Accéder au contenu principal

De la fragilité des choses

    Au centre de la ville de Bruxelles ont été inaugurés en juillet 2009 des mâts-drapeaux conçu par l'artiste français Daniel Buren.  « Bleus sur jaune », c’est le titre de l’œuvre, est constitué de 89 mâts implantés dans le sol de la place de la Justice. Les mâts ont  des grandeurs différentes (de 7m 50 à 12m 20) en fonction de la dénivellation du sol afin que les sommets soit à hauteur égale. Cette implantation se voulait au départ une sorte de « forêt » à travers laquelle les véhicules et les piétons passent. L’œuvre est donc intimement attachée au lieu. Près de 16 ans plus tard, la vision qu’elle offre aux passants paraît bien piteuse.
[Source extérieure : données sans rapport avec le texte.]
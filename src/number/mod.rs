
//! Numerical values produced by the evaluators.

mod repr;
mod visitor;

pub use repr::NumberRepr;

use visitor::NumberPair;
use crate::util::stricteq::StrictEq;

use thiserror::Error;
use approx::{AbsDiffEq, RelativeEq, UlpsEq};

use std::borrow::Cow;
use std::fmt::{self, Display, Formatter};
use std::str::FromStr;
use std::ops;
use std::cmp::Ordering;

/// Real number type which is either an exact machine integer or an
/// IEEE 754 floating point value.
///
/// Integer arithmetic stays exact for as long as it can. Division
/// always produces a float, as does any operation with a float
/// operand or an integer result that would overflow `i64`. Use
/// [`Number::repr`] to get the number's current representation.
#[derive(Debug, Clone, Copy)]
pub struct Number {
  inner: NumberImpl,
}

#[derive(Debug, Clone, Copy)]
enum NumberImpl {
  Integer(i64),
  Float(f64),
}

#[derive(Error, Debug, Clone, PartialEq, Eq)]
#[error("'{input}' cannot be cast to a number")]
#[non_exhaustive]
pub struct ParseNumberError {
  pub input: String,
}

/// Failures of the arithmetic itself, as opposed to failures to
/// parse the expression.
#[derive(Error, Debug, Clone, Copy, PartialEq, Eq)]
#[non_exhaustive]
pub enum ArithmeticError {
  #[error("Division by zero")]
  DivisionByZero,
  #[error("Bad number of operands for operator {operator}: expected {expected}, got {actual}")]
  OperandCount {
    operator: &'static str,
    expected: usize,
    actual: usize,
  },
}

impl Number {
  /// Gets the current representation of the number.
  pub fn repr(&self) -> NumberRepr {
    match self.inner {
      NumberImpl::Integer(_) => NumberRepr::Integer,
      NumberImpl::Float(_) => NumberRepr::Float,
    }
  }

  /// Converts `self` to an `f64`. Large integers may lose precision.
  pub fn to_f64(&self) -> f64 {
    match self.inner {
      NumberImpl::Integer(i) => i as f64,
      NumberImpl::Float(f) => f,
    }
  }

  pub fn is_zero(&self) -> bool {
    match self.inner {
      NumberImpl::Integer(i) => i == 0,
      NumberImpl::Float(f) => f == 0.0,
    }
  }

  /// True division. The result is always a float, even when both
  /// operands are integers and the divisor goes in evenly.
  pub fn try_div(self, other: Number) -> Result<Number, ArithmeticError> {
    if other.is_zero() {
      return Err(ArithmeticError::DivisionByZero);
    }
    let (left, right) = NumberPair::promote(self, other).into_floats();
    Ok(Number::from(left / right))
  }

  /// Raises `self` to the power `exp`.
  ///
  /// An integer raised to a non-negative integer power stays exact
  /// unless the result overflows. Every other combination produces a
  /// float, which may be NaN if the value does not, mathematically,
  /// exist as a real number. Zero raised to a negative power is
  /// treated as a division by zero.
  pub fn try_pow(self, exp: Number) -> Result<Number, ArithmeticError> {
    let pair = NumberPair::promote(self, exp);
    let (float_base, float_exp) = pair.into_floats();
    if float_base == 0.0 && float_exp < 0.0 {
      return Err(ArithmeticError::DivisionByZero);
    }
    match pair {
      NumberPair::Integers(base, exp) if exp >= 0 => {
        let exact = u32::try_from(exp).ok().and_then(|exp| base.checked_pow(exp));
        Ok(exact.map_or_else(|| Number::from(float_base.powf(float_exp)), Number::from))
      }
      _ => Ok(Number::from(float_base.powf(float_exp))),
    }
  }
}

/// Constructs an integer number from an `i32`.
impl From<i32> for Number {
  fn from(i: i32) -> Number {
    Number { inner: NumberImpl::Integer(i.into()) }
  }
}

/// Constructs an integer number from an `i64`.
impl From<i64> for Number {
  fn from(i: i64) -> Number {
    Number { inner: NumberImpl::Integer(i) }
  }
}

/// Constructs a floating-point number from an `f64` value.
impl From<f64> for Number {
  fn from(f: f64) -> Number {
    Number { inner: NumberImpl::Float(f) }
  }
}

/// Parses an integer if possible, then falls back to a float. Integer
/// literals which do not fit in an `i64` are read as floats. Digits
/// may be grouped with single underscores, as in `1_000`.
impl FromStr for Number {
  type Err = ParseNumberError;

  fn from_str(s: &str) -> Result<Number, ParseNumberError> {
    let err = || ParseNumberError { input: s.to_owned() };
    let digits = strip_digit_separators(s).ok_or_else(err)?;
    if let Ok(i) = digits.parse::<i64>() {
      return Ok(Number::from(i));
    }
    digits.parse::<f64>()
      .map(Number::from)
      .map_err(|_| err())
  }
}

/// Removes `_` digit separators. Returns `None` if an underscore is
/// not between two ASCII digits.
fn strip_digit_separators(s: &str) -> Option<Cow<'_, str>> {
  if !s.contains('_') {
    return Some(Cow::Borrowed(s));
  }
  let bytes = s.as_bytes();
  let well_placed = bytes.iter()
    .enumerate()
    .filter(|(_, b)| **b == b'_')
    .all(|(i, _)| {
      i > 0 && bytes[i - 1].is_ascii_digit() && bytes.get(i + 1).is_some_and(u8::is_ascii_digit)
    });
  well_placed.then(|| Cow::Owned(s.replace('_', "")))
}

/// Floats with a magnitude outside `[SCIENTIFIC_BELOW, SCIENTIFIC_FROM)`
/// are printed in scientific notation.
const SCIENTIFIC_BELOW: f64 = 1e-4;
const SCIENTIFIC_FROM: f64 = 1e16;

/// Writes `d` as `<mantissa>e<sign><exponent>`, with a signed exponent
/// of at least two digits (`1e+20`, `1.5e-07`).
fn write_scientific(f: &mut Formatter<'_>, d: f64) -> fmt::Result {
  let formatted = format!("{:e}", d);
  let (mantissa, exponent) = formatted.split_once('e').unwrap_or((&formatted, "0"));
  let exponent: i32 = exponent.parse().map_err(|_| fmt::Error)?;
  let sign = if exponent < 0 { '-' } else { '+' };
  write!(f, "{mantissa}e{sign}{:02}", exponent.unsigned_abs())
}

impl Display for Number {
  fn fmt(&self, f: &mut Formatter<'_>) -> fmt::Result {
    match self.inner {
      NumberImpl::Integer(i) => {
        i.fmt(f)
      }
      NumberImpl::Float(d) => {
        if d.is_nan() {
          f.write_str("nan")
        } else if d.is_finite() && d != 0.0 && !(SCIENTIFIC_BELOW..SCIENTIFIC_FROM).contains(&d.abs()) {
          write_scientific(f, d)
        } else if d.fract() == 0.0 {
          // Integral floats keep one decimal place so they read as floats.
          write!(f, "{:.1}", d)
        } else {
          write!(f, "{}", d)
        }
      }
    }
  }
}

/// `PartialEq` impl for `Number` compares the numerical value and
/// ignores the representation. To include the representation, use
/// [`StrictEq::strict_eq`].
///
/// # Examples
///
/// ```
/// # use calcyard::number::Number;
/// assert_eq!(Number::from(0), Number::from(0));
/// assert_eq!(Number::from(0), Number::from(0.0));
/// assert_ne!(Number::from(1), Number::from(0.5));
/// ```
impl PartialEq for Number {
  fn eq(&self, other: &Number) -> bool {
    match NumberPair::promote(*self, *other) {
      NumberPair::Integers(left, right) => left == right,
      NumberPair::Floats(left, right) => left == right,
    }
  }
}

impl StrictEq for Number {
  /// Compares both the representation and the value of the type. This
  /// is stricter than the standard [`PartialEq`] implementation.
  fn strict_eq(&self, other: &Number) -> bool {
    self.repr() == other.repr() && self == other
  }
}

impl PartialOrd for Number {
  fn partial_cmp(&self, other: &Number) -> Option<Ordering> {
    match NumberPair::promote(*self, *other) {
      NumberPair::Integers(left, right) => left.partial_cmp(&right),
      NumberPair::Floats(left, right) => left.partial_cmp(&right),
    }
  }
}

impl AbsDiffEq for Number {
  type Epsilon = f64;

  fn default_epsilon() -> f64 {
    <f64 as AbsDiffEq>::default_epsilon()
  }

  fn abs_diff_eq(&self, other: &Number, epsilon: f64) -> bool {
    self.to_f64().abs_diff_eq(&other.to_f64(), epsilon)
  }
}

impl RelativeEq for Number {
  fn default_max_relative() -> f64 {
    <f64 as RelativeEq>::default_max_relative()
  }

  fn relative_eq(&self, other: &Number, epsilon: f64, max_relative: f64) -> bool {
    self.to_f64().relative_eq(&other.to_f64(), epsilon, max_relative)
  }
}

impl UlpsEq for Number {
  fn default_max_ulps() -> u32 {
    <f64 as UlpsEq>::default_max_ulps()
  }

  fn ulps_eq(&self, other: &Number, epsilon: f64, max_ulps: u32) -> bool {
    self.to_f64().ulps_eq(&other.to_f64(), epsilon, max_ulps)
  }
}

impl ops::Add for Number {
  type Output = Number;

  fn add(self, other: Number) -> Number {
    match NumberPair::promote(self, other) {
      NumberPair::Integers(left, right) =>
        left.checked_add(right).map_or_else(|| Number::from(left as f64 + right as f64), Number::from),
      NumberPair::Floats(left, right) => Number::from(left + right),
    }
  }
}

impl ops::Sub for Number {
  type Output = Number;

  fn sub(self, other: Number) -> Number {
    match NumberPair::promote(self, other) {
      NumberPair::Integers(left, right) =>
        left.checked_sub(right).map_or_else(|| Number::from(left as f64 - right as f64), Number::from),
      NumberPair::Floats(left, right) => Number::from(left - right),
    }
  }
}

impl ops::Mul for Number {
  type Output = Number;

  fn mul(self, other: Number) -> Number {
    match NumberPair::promote(self, other) {
      NumberPair::Integers(left, right) =>
        left.checked_mul(right).map_or_else(|| Number::from(left as f64 * right as f64), Number::from),
      NumberPair::Floats(left, right) => Number::from(left * right),
    }
  }
}

impl ops::Neg for Number {
  type Output = Number;

  fn neg(self) -> Number {
    match self.inner {
      NumberImpl::Integer(i) => i.checked_neg().map_or_else(|| Number::from(-(i as f64)), Number::from),
      NumberImpl::Float(f) => Number::from(-f),
    }
  }
}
    L'art dans l'espace public reflète le changement stylistique, historique et l'expression d'une identité culturelle en évolution. Les œuvres d'art public n'ont pas cessé d'enrichir les collections des villes depuis leurs créations, et l’art public moderne, peut-être plus que les autres, souffre maintenant des ravages du temps. Souvent fabriquée avec des matériaux moins durables que ceux plus traditionnels, l'œuvre publique contemporaine demande de nouvelles politiques et de nouveaux traitements de conservation.

    Les nouvelles conceptions de l’art public imposent une réflexion sur la patrimonialisation de l'œuvre publique contemporaine lors de sa mise en valeur.  La longévité d’une œuvre dépend souvent de la nature de sa construction, de l’environnement où elle se trouve et surtout des traitements qu'elle reçoit. Les drapeaux de Buren en extérieur ont été confrontés à des conditions météorologiques fluctuantes et parfois extrêmes. Le soleil a souvent changé le bleu en vert, les tissus sont déchirés ou absents, les mâts sont affaissés ou tordus. Une première rénovation a déjà eu lieu en 2017 pour le même type de dégradations.

    La vision de l’œuvre de Buren est rendue d’autant plus pénible qu’elle peut être vue de bas en haut ou de haut en bas (sur le pont), on ne peut que constater longuement sa dégradation, sous tous les angles possibles. De plus, elle se situe sur deux axes très fréquentés de la capitale, notamment par les nombreux touristes.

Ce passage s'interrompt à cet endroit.